Implementation notes

Two classes in Chromium represent the abstractions needed for the various process models: BrowsingInstance and SiteInstance.

The BrowsingInstance class represents a set of script-connected tabs within the browser, also known as a unit of related browsing contexts in the HTML 5 spec. In the process-per-tab model, we create a renderer process for each BrowsingInstance.

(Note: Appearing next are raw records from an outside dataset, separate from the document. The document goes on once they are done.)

//! Small text helpers shared by the context budget and reconciliation code.
//!
//! Everything here measures text in chars (Unicode scalar values), never
//! bytes, so CJK manuscripts get the same budgets as Latin ones.

/// Derived word count: non-whitespace chars.
///
/// Serial fiction platforms count CJK text per character; counting
/// non-whitespace chars gives that number and stays stable for Latin text
/// edits that only touch spacing.
pub fn word_count(text: &str) -> u32 {
    text.chars().filter(|c| !c.is_whitespace()).count() as u32
}

/// Length in chars.
pub fn char_len(text: &str) -> usize {
    text.chars().count()
}

/// Keep at most `max_chars` chars. A cut text ends in an ellipsis that
/// counts toward the limit.
pub fn truncate_chars(text: &str, max_chars: usize) -> String {
    if text.char_indices().nth(max_chars).is_none() {
        return text.to_string();
    }
    if max_chars == 0 {
        return String::new();
    }
    let keep = byte_offset(text, max_chars - 1);
    format!("{}…", &text[..keep])
}

/// Convert a char offset into a byte offset, clamped to the end of `text`.
pub fn byte_offset(text: &str, char_offset: usize) -> usize {
    text.char_indices()
        .nth(char_offset)
        .map(|(i, _)| i)
        .unwrap_or(text.len())
}

/// Replace the char range `[start, end)` of `text` with `replacement`.
pub fn replace_char_range(text: &str, start: usize, end: usize, replacement: &str) -> String {
    let start_byte = byte_offset(text, start);
    let end_byte = byte_offset(text, end.max(start));
    let mut out = String::with_capacity(text.len() + replacement.len());
    out.push_str(&text[..start_byte]);
    out.push_str(replacement);
    out.push_str(&text[end_byte..]);
    out
}

/// Whether `needle` occurs in `haystack`. Empty needles never match, so an
/// untitled record cannot earn a mention bonus.
pub fn mentions(haystack: &str, needle: &str) -> bool {
    let needle = needle.trim();
    !needle.is_empty() && haystack.contains(needle)
}

#[cfg(test)]
mod tests {
    use super::*;

    #[test]
    fn test_word_count_ignores_whitespace() {
        assert_eq!(word_count("ab c\n d"), 4);
        assert_eq!(word_count("林风 走进 了 雨里"), 7);
        assert_eq!(word_count(""), 0);
    }

    #[test]
    fn test_truncate_chars() {
        assert_eq!(truncate_chars("hello", 10), "hello");
        assert_eq!(truncate_chars("hello", 5), "hello");
        assert_eq!(truncate_chars("hello world", 5), "hell…");
        assert_eq!(truncate_chars("雨夜长街", 2), "雨…");
        assert_eq!(truncate_chars("hello", 1), "…");
        assert_eq!(truncate_chars("hello", 0), "");
    }

    #[test]
    fn test_truncate_chars_never_exceeds_limit() {
        let text = "x".repeat(50);
        for max in 0..60 {
            assert!(char_len(&truncate_chars(&text, max)) <= max);
        }
    }

    #[test]
    fn test_replace_char_range_multibyte() {
        assert_eq!(replace_char_range("雨夜长街", 1, 3, "X"), "雨X街");
        assert_eq!(replace_char_range("abc", 3, 3, "d"), "abcd");
    }

    #[test]
    fn test_mentions() {
        assert!(mentions("Lin meets the Abbot", "Abbot"));
        assert!(!mentions("Lin meets the Abbot", ""));
        assert!(!mentions("Lin meets the Abbot", "   "));
        assert!(!mentions("Lin", "Lin Feng"));
    }
}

The SiteInstance class represents a set of connected pages from the same site. It is a subdivision of pages within a BrowsingInstance, and it is important that there is only one SiteInstance per site within a BrowsingInstance. In the process-per-site-instance model, we create a renderer process for each SiteInstance. To implement process-per-site, we ensure that all SiteInstances from the same site end up in the same process.

Academic Papers

Charles Reis, Steven D. Gribble  (both authors at UW + Google)
Eurosys 2009. Nuremberg, Germany, April 2009.
Abstract:
Many of today's web sites contain substantial amounts of client-side code, and consequently, they act more like programs than simple documents. This creates robustness and performance challenges for web browsers. To give users a robust and responsive platform, the browser must identify program boundaries and provide isolation between them.

We provide three contributions in this paper. First, we present abstractions of web programs and program instances, and we show that these abstractions clarify how browser components interact and how appropriate program boundaries can be identified. Second, we identify backwards compatibility tradeoffs that constrain how web content can be divided into programs without disrupting existing web sites. Third, we present a multi-process browser architecture that isolates these web program instances from each other, improving fault tolerance, resource management, and performance. We discuss how this architecture is implemented in Google Chrome, and we provide a quantitative performance evaluation examining its benefits and costs.

Adam Barth, Collin Jackson, Charles Reis, and The Google Chrome Team
Stanford Technical Report, September 2008. 
Abstract:
Most current web browsers employ a monolithic architecture that combines "the user" and "the web" into a single protection domain. An attacker who exploits an arbitrary code execution vulnerability in such a browser can steal sensitive files or install malware. In this paper, we present the security architecture of Chromium, the open-source browser upon which Google Chrome is built. Chromium has two modules in separate protection domains: a browser kernel, which interacts with the operating system, and a rendering engine, which runs with restricted privileges in a sandbox. This architecture helps mitigate high-severity attacks without sacrificing compatibility with existing web sites. We define a threat model for browser exploits and evaluate how the architecture would have mitigated past vulnerabilities.